┏━━

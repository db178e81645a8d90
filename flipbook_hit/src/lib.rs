// Copyright 2025 the Flipbook Authors
// SPDX-License-Identifier: Apache-2.0 OR MIT

//! Flipbook Hit: decide when a page edge is live for navigation.
//!
//! Each page of a spread has one *outer* edge: the left edge of a left-hand
//! page, the right edge of a right-hand page. Two independent predicates are
//! evaluated against it:
//!
//! - **Pointer feedback** ([`EdgeHit::pointer`]): the point is on the page,
//!   in the outer third of its width, and either in the top or bottom band or
//!   in the outer edge band. Hosts use this only to show a hand cursor.
//! - **Click to navigate** ([`EdgeHit::click`]): the point is level with the
//!   page and either in the outer edge band or within a fixed buffer just
//!   outside the outer edge, so clicks in the gap between pages still turn.
//!
//! The click zone is deliberately looser than the pointer zone. Keep them
//! separate: merging them changes which clicks navigate.
//!
//! ```rust
//! use kurbo::{Point, Rect};
//! use flipbook_hit::{EdgeZoneParams, OuterEdge, hit_test_edge};
//!
//! let page = Rect::new(100.0, 0.0, 400.0, 400.0);
//! let params = EdgeZoneParams::default();
//!
//! // Just inside the left edge of a left page: both predicates fire.
//! let hit = hit_test_edge(page, Point::new(110.0, 200.0), OuterEdge::Left, &params);
//! assert!(hit.pointer && hit.click);
//!
//! // 60 units into the gap beyond the outer edge: clickable, no cursor.
//! let hit = hit_test_edge(page, Point::new(40.0, 200.0), OuterEdge::Left, &params);
//! assert!(hit.click && !hit.pointer);
//! ```
//!
//! This crate is `no_std`.

#![no_std]

use kurbo::{Point, Rect};

/// Which edge of the page faces away from the spine.
#[derive(Clone, Copy, Debug, PartialEq, Eq, Hash)]
pub enum OuterEdge {
    /// The page sits on the left of the spread.
    Left,
    /// The page sits on the right of the spread.
    Right,
}

/// Zone proportions.
#[derive(Clone, Copy, Debug, PartialEq)]
pub struct EdgeZoneParams {
    /// Fraction of the width counted as the outer part for pointer feedback.
    pub outer_fraction: f64,
    /// Fraction of the height at the top and at the bottom for pointer feedback.
    pub band_fraction: f64,
    /// Fraction of the width forming the outer edge band.
    pub edge_fraction: f64,
    /// Distance past the outer edge that still counts as a click.
    pub gap_buffer: f64,
}

impl Default for EdgeZoneParams {
    fn default() -> Self {
        Self {
            outer_fraction: 1.0 / 3.0,
            band_fraction: 0.05,
            edge_fraction: 0.10,
            gap_buffer: 100.0,
        }
    }
}

/// Result of [`hit_test_edge`].
#[derive(Clone, Copy, Debug, Default, PartialEq, Eq)]
pub struct EdgeHit {
    /// Show navigation feedback (a hand cursor).
    pub pointer: bool,
    /// A click here navigates.
    pub click: bool,
}

/// Tests `pt` against the outer-edge zones of `page`.
///
/// `page` and `pt` must be in the same coordinate space.
#[must_use]
pub fn hit_test_edge(page: Rect, pt: Point, edge: OuterEdge, params: &EdgeZoneParams) -> EdgeHit {
    let width = page.width();
    let height = page.height();
    let x = pt.x - page.x0;
    let y = pt.y - page.y0;

    let level = (0.0..=height).contains(&y);
    let on_page = level && (0.0..=width).contains(&x);

    let third = width * params.outer_fraction;
    let band = height * params.band_fraction;
    let edge_band = width * params.edge_fraction;

    let in_outer_third = match edge {
        OuterEdge::Left => x < third,
        OuterEdge::Right => x > width - third,
    };
    let in_top_bottom = y < band || y > height - band;
    let in_outer_edge = match edge {
        OuterEdge::Left => (0.0..edge_band).contains(&x),
        OuterEdge::Right => x > width - edge_band && x <= width,
    };
    let in_buffer = match edge {
        OuterEdge::Left => pt.x >= page.x0 - params.gap_buffer && pt.x < page.x0,
        OuterEdge::Right => pt.x > page.x1 && pt.x <= page.x1 + params.gap_buffer,
    };

    EdgeHit {
        pointer: on_page && in_outer_third && (in_top_bottom || in_outer_edge),
        click: level && (in_outer_edge || in_buffer),
    }
}

/// The single click target a host should attach to one side of a spread.
///
/// Covers the outer edge band plus the gap buffer, at the page's height.
/// Attaching exactly one region per side guarantees a click triggers at most
/// one navigation.
#[must_use]
pub fn click_region(page: Rect, edge: OuterEdge, params: &EdgeZoneParams) -> Rect {
    let edge_band = page.width() * params.edge_fraction;
    match edge {
        OuterEdge::Left => Rect::new(
            page.x0 - params.gap_buffer,
            page.y0,
            page.x0 + edge_band,
            page.y1,
        ),
        OuterEdge::Right => Rect::new(
            page.x1 - edge_band,
            page.y0,
            page.x1 + params.gap_buffer,
            page.y1,
        ),
    }
}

┗━━

Brief:
Please, from the entries above, set down exactly the lines from the one containing "bottom for pointer feedback." through the one containing "let on_page = level", and only those.

Exercise output:
    /// Fraction of the height at the top and at the bottom for pointer feedback.
    pub band_fraction: f64,
    /// Fraction of the width forming the outer edge band.
    pub edge_fraction: f64,
    /// Distance past the outer edge that still counts as a click.
    pub gap_buffer: f64,
}

impl Default for EdgeZoneParams {
    fn default() -> Self {
        Self {
            outer_fraction: 1.0 / 3.0,
            band_fraction: 0.05,
            edge_fraction: 0.10,
            gap_buffer: 100.0,
        }
    }
}

/// Result of [`hit_test_edge`].
#[derive(Clone, Copy, Debug, Default, PartialEq, Eq)]
pub struct EdgeHit {
    /// Show navigation feedback (a hand cursor).
    pub pointer: bool,
    /// A click here navigates.
    pub click: bool,
}

/// Tests `pt` against the outer-edge zones of `page`.
///
/// `page` and `pt` must be in the same coordinate space.
#[must_use]
pub fn hit_test_edge(page: Rect, pt: Point, edge: OuterEdge, params: &EdgeZoneParams) -> EdgeHit {
    let width = page.width();
    let height = page.height();
    let x = pt.x - page.x0;
    let y = pt.y - page.y0;

    let level = (0.0..=height).contains(&y);
    let on_page = level && (0.0..=width).contains(&x);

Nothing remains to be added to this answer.